I looked him over. Six-four, weight lifter, but not to bulging excess; rather, he was slender and toned, brown eyes and hair. Clean-looking with a sculpted nose, long and sort of bony. I had a thing about noses and his was primo. Not that I would tell him. “So what,” I said, not sure why I was being rude except that I didn’t want to express an interest in someone who might become an enemy. His eyes widened at the insult.

 

I left the room and took the narrow hallway to the back door, the one that led to the garden. As I pulled the door closed behind me, I heard the doorbell ringing. Probably the first of Katie’s Ladies’ party customers. Not something I wanted to see.

 

I went back over the wall and got ready to shift. Time to hunt.

 

 

 

 

 

CHAPTER 6

 

 

Paranoid sometimes pays off

 

 

I groomed cow blood from face and paws, studying night. In mountains, moon was bright, different light but same shape. Edges sharp. Hungry moon. Not hunting moon, not round and full. There, stars were so many even Jane couldn’t count them.
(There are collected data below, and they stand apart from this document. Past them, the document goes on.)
use serde::Serialize;

/// One row of the adviser export. Absent cells are `None`.
#[derive(Debug, Clone, Default, PartialEq)]
pub struct InputRecord {
    pub name: String,
    pub street: Option<String>,
    pub city: Option<String>,
    pub state: Option<String>,
    pub postal_code: Option<String>,
    pub country: Option<String>,
    pub website: Option<String>,
}

/// A latitude/longitude pair
#[derive(Debug, Clone, Copy, PartialEq)]
pub struct Coordinates {
    pub lat: f64,
    pub lng: f64,
}

impl Coordinates {
    /// Marker written for rows whose lookup failed
    pub const SENTINEL: Coordinates = Coordinates { lat: 0.0, lng: 0.0 };
}

/// Row of `SEC_fa_data.csv`
#[derive(Debug, Clone, PartialEq, Serialize)]
pub struct GeocodedResult {
    pub name: String,
    pub address: String,
    pub lat: Option<f64>,
    pub long: Option<f64>,
    pub website: Option<String>,
}

impl GeocodedResult {
    /// `None` coordinates leave both columns empty; the pair is never split.
    pub fn new(
        name: String,
        address: String,
        coordinates: Option<Coordinates>,
        website: Option<String>,
    ) -> Self {
        Self {
            name,
            address,
            lat: coordinates.map(|c| c.lat),
            long: coordinates.map(|c| c.lng),
            website,
        }
    }
}

/// Row of `SEC_fa_noaddy_data.csv`
#[derive(Debug, Clone, PartialEq, Serialize)]
pub struct NoAddressResult {
    pub name: String,
    pub website: Option<String>,
}

/// The two growing output tables of a run
#[derive(Debug, Default)]
pub struct ResultTables {
    pub geocoded: Vec<GeocodedResult>,
    pub no_address: Vec<NoAddressResult>,
}

impl ResultTables {
    pub fn new() -> Self {
        Self::default()
    }

    /// Drops no-address rows lacking a website and returns how many went.
    pub fn drop_rows_without_website(&mut self) -> usize {
        let before = self.no_address.len();
        self.no_address.retain(|row| row.website.is_some());
        before - self.no_address.len()
    }
}
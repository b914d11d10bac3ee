use crate::constants::US_COUNTRY;
use crate::types::InputRecord;

/// Builds the one-line mailing address used as the geocoding query.
///
/// Returns `None` when the record has no usable street address: the cell was
/// empty, or it holds the text `nan` left behind by earlier exports.
pub fn format_address(record: &InputRecord) -> Option<String> {
    let street = record.street.as_deref()?;
    if street.eq_ignore_ascii_case("nan") {
        return None;
    }

    let city = record.city.as_deref().unwrap_or("");
    let state = record.state.as_deref().unwrap_or("");
    let postal = record.postal_code.as_deref().unwrap_or("");
    let country = record.country.as_deref().unwrap_or("").to_uppercase();

    if country == US_COUNTRY.to_uppercase() {
        Some(format!("{street}, {city}, {state} {postal}"))
    } else {
        Some(format!("{street}, {city} {postal}, {country}"))
    }
}

#[cfg(test)]
mod tests {
    use super::*;

    fn acme() -> InputRecord {
        InputRecord {
            name: "Acme Advisors".to_string(),
            street: Some("123 Main St".to_string()),
            city: Some("Springfield".to_string()),
            state: Some("IL".to_string()),
            postal_code: Some("62701".to_string()),
            country: Some("United States".to_string()),
            website: Some("acme.com".to_string()),
        }
    }

    #[test]
    fn test_us_layout() {
        assert_eq!(
            format_address(&acme()).as_deref(),
            Some("123 Main St, Springfield, IL 62701")
        );
    }

    #[test]
    fn test_us_country_is_case_insensitive() {
        let mut record = acme();
        record.country = Some("UNITED STATES".to_string());
        assert_eq!(
            format_address(&record).as_deref(),
            Some("123 Main St, Springfield, IL 62701")
        );
    }

    #[test]
    fn test_foreign_layout() {
        let record = InputRecord {
            name: "Maple Wealth".to_string(),
            street: Some("100 King St W".to_string()),
            city: Some("Toronto".to_string()),
            state: Some("ON".to_string()),
            postal_code: Some("M5X 1A9".to_string()),
            country: Some("Canada".to_string()),
            website: None,
        };
        assert_eq!(
            format_address(&record).as_deref(),
            Some("100 King St W, Toronto M5X 1A9, CANADA")
        );
    }

    #[test]
    fn test_missing_postal_code_becomes_empty() {
        let mut record = acme();
        record.postal_code = None;
        assert_eq!(
            format_address(&record).as_deref(),
            Some("123 Main St, Springfield, IL ")
        );

        record.country = Some("Bermuda".to_string());
        record.city = Some("Hamilton".to_string());
        assert_eq!(
            format_address(&record).as_deref(),
            Some("123 Main St, Hamilton , BERMUDA")
        );
    }

    #[test]
    fn test_nan_street_has_no_address() {
        let mut record = acme();
        record.street = Some("nan".to_string());
        assert_eq!(format_address(&record), None);
        record.street = Some("NaN".to_string());
        assert_eq!(format_address(&record), None);
        record.street = None;
        assert_eq!(format_address(&record), None);
    }

    #[test]
    fn test_formatting_is_repeatable() {
        let record = acme();
        assert_eq!(format_address(&record), format_address(&record));
    }
}
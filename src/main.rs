use anyhow::Context;
use clap::Parser;
use std::path::PathBuf;
use tracing::error;

use fa_geocoder::config::Config;
use fa_geocoder::{logging, pipeline};

#[derive(Parser)]
#[command(name = "fa_geocoder")]
#[command(about = "Geocode the SEC registered investment adviser export into CSV files")]
#[command(version = "0.1.0")]
struct Cli {
    /// TOML config file (defaults to fa_geocoder.toml when present)
    #[arg(long)]
    config: Option<PathBuf>,
    /// Adviser export to read (.xlsx, .xls, .ods or .csv)
    #[arg(long)]
    input: Option<PathBuf>,
    /// Directory receiving SEC_fa_data.csv and SEC_fa_noaddy_data.csv
    #[arg(long)]
    output_dir: Option<PathBuf>,
    /// Only process the first N rows, to verify a setup before a full run
    #[arg(long)]
    limit: Option<usize>,
}

fn main() -> anyhow::Result<()> {
    dotenv::dotenv().ok();
    let _guard = logging::init_logging();

    let cli = Cli::parse();

    let mut config = Config::load(cli.config.as_deref()).context("Failed to load configuration")?;
    if let Some(input) = cli.input {
        config.input_path = input;
    }
    if let Some(output_dir) = cli.output_dir {
        config.output_dir = output_dir;
    }
    if cli.limit.is_some() {
        config.limit = cli.limit;
    }

    println!("🔄 Geocoding {}...", config.input_path.display());
    let summary = pipeline::run(&config).map_err(|e| {
        error!("Run failed: {}", e);
        e
    })?;

    println!("\n📊 Results:");
    println!("   Rows processed: {}", summary.total_rows);
    println!("   Geocoded: {}", summary.geocoded);
    println!("   Not found: {}", summary.not_found);
    println!("   Failed (lat 0, long 0): {}", summary.failed);
    println!(
        "   Without address: {} kept, {} dropped (no website)",
        summary.no_address_kept, summary.no_address_dropped
    );
    println!("   Output files: {}, {}", summary.geocoded_file, summary.no_address_file);
    if summary.failed > 0 {
        println!("\n⚠️  Check rows at lat 0, long 0 before using the data");
    }
    Ok(())
}
use calamine::{open_workbook_auto, Data, Reader};
use std::path::Path;
use tracing::{debug, info, instrument};

use crate::constants::{
    COL_CITY, COL_COUNTRY, COL_NAME, COL_POSTAL_CODE, COL_STATE, COL_STREET, COL_WEBSITE,
};
use crate::error::{ConverterError, Result};
use crate::types::InputRecord;

/// Header row plus data rows, cells already reduced to optional text
struct RawTable {
    headers: Vec<String>,
    rows: Vec<Vec<Option<String>>>,
}

/// Positions of the required columns within a header row
#[derive(Debug, PartialEq)]
struct ColumnIndex {
    name: usize,
    street: usize,
    city: usize,
    state: usize,
    country: usize,
    postal_code: usize,
    website: usize,
}

impl ColumnIndex {
    fn resolve(headers: &[String]) -> Result<Self> {
        let find = |column: &str| {
            headers
                .iter()
                .position(|h| h.trim() == column)
                .ok_or_else(|| ConverterError::MissingColumn(column.to_string()))
        };
        Ok(Self {
            name: find(COL_NAME)?,
            street: find(COL_STREET)?,
            city: find(COL_CITY)?,
            state: find(COL_STATE)?,
            country: find(COL_COUNTRY)?,
            postal_code: find(COL_POSTAL_CODE)?,
            website: find(COL_WEBSITE)?,
        })
    }

    fn record(&self, row: &[Option<String>]) -> InputRecord {
        let cell = |idx: usize| row.get(idx).cloned().flatten();
        InputRecord {
            name: cell(self.name).unwrap_or_default(),
            street: cell(self.street),
            city: cell(self.city),
            state: cell(self.state),
            postal_code: cell(self.postal_code),
            country: cell(self.country),
            website: cell(self.website),
        }
    }
}

/// Reads every row of the adviser export, in file order.
///
/// Workbooks (`.xlsx`, `.xlsm`, `.xlsb`, `.xls`, `.ods`) are read from their
/// first worksheet; `.csv` files are read directly. A missing required column
/// fails the whole load.
#[instrument]
pub fn load_records(path: &Path) -> Result<Vec<InputRecord>> {
    let extension = path
        .extension()
        .and_then(|e| e.to_str())
        .map(|e| e.to_ascii_lowercase())
        .unwrap_or_default();

    let table = match extension.as_str() {
        "csv" => read_csv(path)?,
        "xlsx" | "xlsm" | "xlsb" | "xls" | "ods" => read_workbook(path)?,
        _ => return Err(ConverterError::UnsupportedInput(path.display().to_string())),
    };
    debug!("Header row has {} columns", table.headers.len());

    let columns = ColumnIndex::resolve(&table.headers)?;
    let records: Vec<InputRecord> = table.rows.iter().map(|row| columns.record(row)).collect();

    info!("Loaded {} records from {}", records.len(), path.display());
    Ok(records)
}

fn read_workbook(path: &Path) -> Result<RawTable> {
    let mut workbook = open_workbook_auto(path)?;
    let range = workbook
        .worksheet_range_at(0)
        .ok_or_else(|| ConverterError::EmptyWorkbook(path.display().to_string()))??;

    let mut rows = range.rows();
    let headers = rows
        .next()
        .map(|header| {
            header
                .iter()
                .map(|cell| cell_text(cell).unwrap_or_default())
                .collect()
        })
        .unwrap_or_default();
    let rows = rows
        .map(|row| row.iter().map(cell_text).collect())
        .collect();

    Ok(RawTable { headers, rows })
}

fn read_csv(path: &Path) -> Result<RawTable> {
    let mut reader = csv::ReaderBuilder::new().flexible(true).from_path(path)?;
    let headers = reader.byte_headers()?.iter().map(decode_field).collect();

    let mut rows = Vec::new();
    for record in reader.byte_records() {
        let record = record?;
        rows.push(record.iter().map(|field| non_blank(&decode_field(field))).collect());
    }

    Ok(RawTable { headers, rows })
}

/// UTF-8 when valid, otherwise Latin-1, which older exports are saved in.
fn decode_field(bytes: &[u8]) -> String {
    match std::str::from_utf8(bytes) {
        Ok(s) => s.to_string(),
        Err(_) => bytes.iter().map(|&b| char::from(b)).collect(),
    }
}

/// Textual value of a spreadsheet cell; empty and error cells are absent.
fn cell_text(cell: &Data) -> Option<String> {
    match cell {
        Data::Empty | Data::Error(_) => None,
        Data::String(s) => non_blank(s),
        Data::Int(i) => Some(i.to_string()),
        // Zip codes stored as numbers must not pick up a ".0"
        Data::Float(f) if f.is_finite() && f.fract() == 0.0 && f.abs() < 1e15 => {
            Some(format!("{}", *f as i64))
        }
        other => non_blank(&other.to_string()),
    }
}

fn non_blank(s: &str) -> Option<String> {
    if s.trim().is_empty() {
        None
    } else {
        Some(s.to_string())
    }
}
/// Column names of the SEC "Registered Investment Advisers" export
pub const COL_NAME: &str = "Primary Business Name";
pub const COL_STREET: &str = "Main Office Street Address 1";
pub const COL_CITY: &str = "Main Office City";
pub const COL_STATE: &str = "Main Office State";
pub const COL_COUNTRY: &str = "Main Office Country";
pub const COL_POSTAL_CODE: &str = "Main Office Postal Code";
pub const COL_WEBSITE: &str = "Website Address";

pub const REQUIRED_COLUMNS: [&str; 7] = [
    COL_NAME,
    COL_STREET,
    COL_CITY,
    COL_STATE,
    COL_COUNTRY,
    COL_POSTAL_CODE,
    COL_WEBSITE,
];

// Output files, always overwritten
pub const GEOCODED_FILE: &str = "SEC_fa_data.csv";
pub const NO_ADDRESS_FILE: &str = "SEC_fa_noaddy_data.csv";

pub const GEOCODED_HEADER: [&str; 5] = ["name", "address", "lat", "long", "website"];
pub const NO_ADDRESS_HEADER: [&str; 2] = ["name", "website"];

pub const GEOCODE_ENDPOINT: &str = "https://maps.googleapis.com/maps/api/geocode/json";

/// Inline static credential; replace before a real run or set GOOGLE_MAPS_API_KEY
pub const DEFAULT_API_KEY: &str = "REPLACE_WITH_GOOGLE_MAPS_API_KEY";

/// Status the geocoding service reports on success
pub const STATUS_OK: &str = "OK";

/// Country (compared case-insensitively) that gets the US address layout
pub const US_COUNTRY: &str = "United States";

pub const DEFAULT_INPUT_PATH: &str = "SEC_fa_input.xlsx";
pub const DEFAULT_CONFIG_PATH: &str = "fa_geocoder.toml";
pub const PROGRESS_EVERY: usize = 100;
pub const CHECKPOINT_EVERY: usize = 1000;
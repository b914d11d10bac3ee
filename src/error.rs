use thiserror::Error;

#[derive(Error, Debug)]
pub enum ConverterError {
    #[error("I/O error: {0}")]
    Io(#[from] std::io::Error),

    #[error("CSV error: {0}")]
    Csv(#[from] csv::Error),

    #[error("Spreadsheet error: {0}")]
    Spreadsheet(#[from] calamine::Error),

    #[error("TOML deserialization failed: {0}")]
    Toml(#[from] toml::de::Error),

    #[error("HTTP client setup failed: {0}")]
    Http(#[from] reqwest::Error),

    #[error("Configuration error: {0}")]
    Config(String),

    #[error("Missing required column: {0}")]
    MissingColumn(String),

    #[error("Unsupported input file '{0}': expected .xlsx, .xlsm, .xls, .ods or .csv")]
    UnsupportedInput(String),

    #[error("Input file '{0}' contains no worksheet")]
    EmptyWorkbook(String),
}

pub type Result<T> = std::result::Result<T, ConverterError>;
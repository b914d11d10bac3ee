pub mod address;
pub mod config;
pub mod constants;
pub mod error;
pub mod geocode;
pub mod input;
pub mod logging;
pub mod output;
pub mod pipeline;
pub mod types;
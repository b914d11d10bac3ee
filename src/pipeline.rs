use tracing::{debug, info, instrument, warn};

use crate::address::format_address;
use crate::config::Config;
use crate::constants::{CHECKPOINT_EVERY, PROGRESS_EVERY};
use crate::error::Result;
use crate::geocode::{Geocoder, GoogleGeocoder};
use crate::input::load_records;
use crate::output::CsvOutput;
use crate::types::{Coordinates, GeocodedResult, InputRecord, NoAddressResult, ResultTables};

/// What happened to a single input row
#[derive(Debug, Clone, Copy, PartialEq, Eq)]
pub enum RowOutcome {
    /// Address resolved to coordinates
    Geocoded,
    /// Service answered without a match; coordinates left empty
    NotFound,
    /// Lookup failed; sentinel coordinates written
    Failed,
    /// No usable street address; routed to the no-address table
    NoAddress,
}

/// Result of a complete run
#[derive(Debug, Default)]
pub struct RunSummary {
    pub total_rows: usize,
    pub geocoded: usize,
    pub not_found: usize,
    pub failed: usize,
    pub no_address_kept: usize,
    pub no_address_dropped: usize,
    pub checkpoints: usize,
    pub geocoded_file: String,
    pub no_address_file: String,
}

impl RunSummary {
    fn record(&mut self, outcome: RowOutcome) {
        self.total_rows += 1;
        match outcome {
            RowOutcome::Geocoded => self.geocoded += 1,
            RowOutcome::NotFound => self.not_found += 1,
            RowOutcome::Failed => self.failed += 1,
            RowOutcome::NoAddress => {}
        }
    }
}

/// Row-by-row conversion of the adviser export into the two result tables
pub struct Pipeline<'a> {
    geocoder: &'a dyn Geocoder,
    output: CsvOutput,
    progress_every: usize,
    checkpoint_every: usize,
}

impl<'a> Pipeline<'a> {
    pub fn new(geocoder: &'a dyn Geocoder, output: CsvOutput) -> Self {
        Self {
            geocoder,
            output,
            progress_every: PROGRESS_EVERY,
            checkpoint_every: CHECKPOINT_EVERY,
        }
    }

    /// Intervals below 1 are raised to 1.
    pub fn with_intervals(mut self, progress_every: usize, checkpoint_every: usize) -> Self {
        self.progress_every = progress_every.max(1);
        self.checkpoint_every = checkpoint_every.max(1);
        self
    }

    /// Processes every record in order, checkpointing both tables every
    /// `checkpoint_every` rows (starting at row 0) and once more at the end.
    #[instrument(skip_all, fields(rows = records.len()))]
    pub fn run(&self, records: &[InputRecord]) -> Result<RunSummary> {
        let total = records.len();
        let mut tables = ResultTables::new();
        let mut summary = RunSummary {
            geocoded_file: self.output.geocoded_path().display().to_string(),
            no_address_file: self.output.no_address_path().display().to_string(),
            ..RunSummary::default()
        };

        info!("🚀 Geocoding {} records", total);
        for (idx, record) in records.iter().enumerate() {
            if idx % self.progress_every == 0 {
                debug!(row = idx, total, "Progress");
                println!("   Row {idx}/{total}");
            }
            if idx % self.checkpoint_every == 0 {
                summary.no_address_dropped += self.output.write(&mut tables)?;
                summary.checkpoints += 1;
                debug!(row = idx, "Checkpoint written");
            }

            let outcome = self.process_record(idx, record, &mut tables);
            summary.record(outcome);
        }

        summary.no_address_dropped += self.output.write(&mut tables)?;
        summary.no_address_kept = tables.no_address.len();

        info!(
            geocoded = summary.geocoded,
            not_found = summary.not_found,
            failed = summary.failed,
            no_address_kept = summary.no_address_kept,
            no_address_dropped = summary.no_address_dropped,
            "✅ Processed {} records",
            summary.total_rows
        );
        if summary.failed > 0 {
            warn!(
                "{} rows carry sentinel coordinates (0, 0) in {}; check them before use",
                summary.failed, summary.geocoded_file
            );
        }
        Ok(summary)
    }

    /// Appends one record to the matching table. Never fails: a lookup error
    /// becomes the sentinel coordinate.
    fn process_record(
        &self,
        idx: usize,
        record: &InputRecord,
        tables: &mut ResultTables,
    ) -> RowOutcome {
        let Some(address) = format_address(record) else {
            tables.no_address.push(NoAddressResult {
                name: record.name.clone(),
                website: record.website.clone(),
            });
            return RowOutcome::NoAddress;
        };

        let (coordinates, outcome) = match self.geocoder.geocode(&address) {
            Ok(Some(coordinates)) => (Some(coordinates), RowOutcome::Geocoded),
            Ok(None) => (None, RowOutcome::NotFound),
            Err(e) => {
                warn!(row = idx, kind = e.kind(), "Geocoding '{}' failed: {}", address, e);
                (Some(Coordinates::SENTINEL), RowOutcome::Failed)
            }
        };

        tables.geocoded.push(GeocodedResult::new(
            record.name.clone(),
            address,
            coordinates,
            record.website.clone(),
        ));
        outcome
    }
}

/// Runs the whole conversion described by `config` against the given geocoder.
pub fn run_with_geocoder(config: &Config, geocoder: &dyn Geocoder) -> Result<RunSummary> {
    config.validate()?;

    let mut records = load_records(&config.input_path)?;
    if let Some(limit) = config.limit {
        if limit < records.len() {
            info!("Limiting run to the first {} of {} records", limit, records.len());
            records.truncate(limit);
        }
    }

    Pipeline::new(geocoder, CsvOutput::new(&config.output_dir))
        .with_intervals(config.progress_every, config.checkpoint_every)
        .run(&records)
}

/// Runs the conversion against the Google geocoding service.
pub fn run(config: &Config) -> Result<RunSummary> {
    let geocoder = GoogleGeocoder::new(&config.endpoint, &config.api_key, config.timeout())?;
    run_with_geocoder(config, &geocoder)
}
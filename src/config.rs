use serde::Deserialize;
use std::env;
use std::fs;
use std::path::{Path, PathBuf};
use std::time::Duration;
use tracing::{info, warn};

use crate::constants::{
    CHECKPOINT_EVERY, DEFAULT_API_KEY, DEFAULT_CONFIG_PATH, DEFAULT_INPUT_PATH, GEOCODE_ENDPOINT,
    PROGRESS_EVERY,
};
use crate::error::{ConverterError, Result};

pub const ENV_INPUT: &str = "FA_GEOCODER_INPUT";
pub const ENV_OUTPUT_DIR: &str = "FA_GEOCODER_OUTPUT_DIR";
pub const ENV_API_KEY: &str = "GOOGLE_MAPS_API_KEY";

/// Run settings. Sources, lowest precedence first: built-in defaults, the
/// TOML file, environment variables, command line flags (applied by `main`).
#[derive(Debug, Clone, Deserialize)]
#[serde(default, deny_unknown_fields)]
pub struct Config {
    pub input_path: PathBuf,
    pub output_dir: PathBuf,
    pub api_key: String,
    pub endpoint: String,
    pub progress_every: usize,
    pub checkpoint_every: usize,
    pub timeout_seconds: Option<u64>,
    pub limit: Option<usize>,
}

impl Default for Config {
    fn default() -> Self {
        Self {
            input_path: PathBuf::from(DEFAULT_INPUT_PATH),
            output_dir: PathBuf::from("."),
            api_key: DEFAULT_API_KEY.to_string(),
            endpoint: GEOCODE_ENDPOINT.to_string(),
            progress_every: PROGRESS_EVERY,
            checkpoint_every: CHECKPOINT_EVERY,
            timeout_seconds: None,
            limit: None,
        }
    }
}

impl Config {
    /// Loads the config file and applies environment overrides.
    ///
    /// An explicitly given file must exist; the default `fa_geocoder.toml` is
    /// optional.
    pub fn load(path: Option<&Path>) -> Result<Self> {
        let mut config = match path {
            Some(path) => Self::from_file(path)?,
            None => {
                let default_path = Path::new(DEFAULT_CONFIG_PATH);
                if default_path.exists() {
                    Self::from_file(default_path)?
                } else {
                    Self::default()
                }
            }
        };
        config.apply_overrides(|key| env::var(key).ok());
        Ok(config)
    }

    fn from_file(path: &Path) -> Result<Self> {
        let content = fs::read_to_string(path).map_err(|e| {
            ConverterError::Config(format!(
                "Failed to read config file '{}': {}",
                path.display(),
                e
            ))
        })?;
        info!("Loaded configuration from {}", path.display());
        Self::from_toml_str(&content)
    }

    pub fn from_toml_str(content: &str) -> Result<Self> {
        Ok(toml::from_str(content)?)
    }

    /// Applies overrides looked up by environment variable name.
    pub fn apply_overrides<F>(&mut self, lookup: F)
    where
        F: Fn(&str) -> Option<String>,
    {
        if let Some(input) = lookup(ENV_INPUT).filter(|v| !v.trim().is_empty()) {
            self.input_path = PathBuf::from(input);
        }
        if let Some(dir) = lookup(ENV_OUTPUT_DIR).filter(|v| !v.trim().is_empty()) {
            self.output_dir = PathBuf::from(dir);
        }
        if let Some(key) = lookup(ENV_API_KEY).filter(|v| !v.trim().is_empty()) {
            self.api_key = key;
        }
    }

    pub fn validate(&self) -> Result<()> {
        if self.progress_every == 0 {
            return Err(ConverterError::Config("progress_every must be at least 1".into()));
        }
        if self.checkpoint_every == 0 {
            return Err(ConverterError::Config("checkpoint_every must be at least 1".into()));
        }
        if self.endpoint.trim().is_empty() {
            return Err(ConverterError::Config("endpoint must not be empty".into()));
        }
        if self.api_key == DEFAULT_API_KEY {
            warn!("Geocoding API key is still the placeholder; every lookup will be denied");
        }
        Ok(())
    }

    pub fn timeout(&self) -> Option<Duration> {
        self.timeout_seconds.map(Duration::from_secs)
    }
}

#[cfg(test)]
mod tests {
    use super::*;

    #[test]
    fn test_defaults_match_batch_layout() {
        let config = Config::default();
        assert_eq!(config.progress_every, 100);
        assert_eq!(config.checkpoint_every, 1000);
        assert_eq!(config.output_dir, PathBuf::from("."));
        assert_eq!(config.endpoint, GEOCODE_ENDPOINT);
        assert!(config.timeout().is_none());
        assert!(config.validate().is_ok());
    }

    #[test]
    fn test_partial_toml_keeps_defaults() {
        let config = Config::from_toml_str(
            r#"
            input_path = "data/ia_advisers.xlsx"
            timeout_seconds = 20
            "#,
        )
        .unwrap();
        assert_eq!(config.input_path, PathBuf::from("data/ia_advisers.xlsx"));
        assert_eq!(config.timeout(), Some(Duration::from_secs(20)));
        assert_eq!(config.checkpoint_every, 1000);
    }

    #[test]
    fn test_unknown_key_rejected() {
        assert!(matches!(
            Config::from_toml_str("checkpoint = 5"),
            Err(ConverterError::Toml(_))
        ));
    }

    #[test]
    fn test_overrides() {
        let mut config = Config::default();
        config.apply_overrides(|key| match key {
            ENV_API_KEY => Some("secret".to_string()),
            ENV_OUTPUT_DIR => Some("out".to_string()),
            ENV_INPUT => Some("  ".to_string()),
            _ => None,
        });
        assert_eq!(config.api_key, "secret");
        assert_eq!(config.output_dir, PathBuf::from("out"));
        assert_eq!(config.input_path, PathBuf::from(DEFAULT_INPUT_PATH));
    }

    #[test]
    fn test_zero_intervals_rejected() {
        let config = Config {
            checkpoint_every: 0,
            ..Config::default()
        };
        assert!(matches!(config.validate(), Err(ConverterError::Config(_))));

        let config = Config {
            progress_every: 0,
            ..Config::default()
        };
        assert!(config.validate().is_err());
    }
}
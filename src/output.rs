use serde::Serialize;
use std::fs;
use std::path::{Path, PathBuf};
use tracing::{debug, instrument};

use crate::constants::{GEOCODED_FILE, GEOCODED_HEADER, NO_ADDRESS_FILE, NO_ADDRESS_HEADER};
use crate::error::Result;
use crate::types::ResultTables;

/// Writes both result tables as CSV files inside one directory.
///
/// Every write replaces the previous file contents, so a checkpoint and the
/// final write are the same operation.
#[derive(Debug, Clone)]
pub struct CsvOutput {
    geocoded_path: PathBuf,
    no_address_path: PathBuf,
}

impl CsvOutput {
    pub fn new(output_dir: &Path) -> Self {
        Self {
            geocoded_path: output_dir.join(GEOCODED_FILE),
            no_address_path: output_dir.join(NO_ADDRESS_FILE),
        }
    }

    pub fn geocoded_path(&self) -> &Path {
        &self.geocoded_path
    }

    pub fn no_address_path(&self) -> &Path {
        &self.no_address_path
    }

    /// Drops website-less no-address rows, then overwrites both files.
    /// Returns the number of rows dropped.
    #[instrument(skip_all)]
    pub fn write(&self, tables: &mut ResultTables) -> Result<usize> {
        let dropped = tables.drop_rows_without_website();

        if let Some(dir) = self.geocoded_path.parent() {
            if !dir.as_os_str().is_empty() {
                fs::create_dir_all(dir)?;
            }
        }

        write_table(&self.geocoded_path, &GEOCODED_HEADER, &tables.geocoded)?;
        write_table(&self.no_address_path, &NO_ADDRESS_HEADER, &tables.no_address)?;

        debug!(
            geocoded = tables.geocoded.len(),
            no_address = tables.no_address.len(),
            dropped,
            "Wrote result tables"
        );
        Ok(dropped)
    }
}

// The header goes out even for an empty table
fn write_table<T: Serialize>(path: &Path, header: &[&str], rows: &[T]) -> Result<()> {
    let mut writer = csv::WriterBuilder::new()
        .has_headers(false)
        .from_path(path)?;
    writer.write_record(header)?;
    for row in rows {
        writer.serialize(row)?;
    }
    writer.flush()?;
    Ok(())
}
Here, surrounded by man, moon was dull, stars few. Stars hid near man. Man and his false light.

 

Clean of cold beef blood, I breathed in stink of human blood and vampire spittle on cloth she left under plant bowl. Dead humans and it. The sick thing. Mad one. Short, fast sniffs drew scent deep inside. And . . . found something new. Not noticed before. Opened mouth, extended tongue, hard, lips back. Pulling scent across roof of mouth. Yessssss.

 

Plant pot rocked. Predator hackles rose. Placing paw on pot, batted it. Pot rolled. Scattered plant, roots, soil. Alive? Motion like porcupine. Not good eating. Pain. Careful of spines, batted again. It rolled. Injured!

 

Crouched. Unsheathed claws. Swatted. Hard. Pot-animal rolled to bench, hit, broke. Kill! Bounded up. Landed crushing weight on pot. Gripped broken body in claws. Soil spilled out from split like blood. Injured prey again pot, now broken. Sniffed, smelling man-blood on base. Smell of mad one. And faint odor of . . . other. Scent not in memory, not exactly. But also familiar. I rumbled deep. Spat.

 

Hunt. Command from deep inside. She was impatient. Shoved her down. Silent.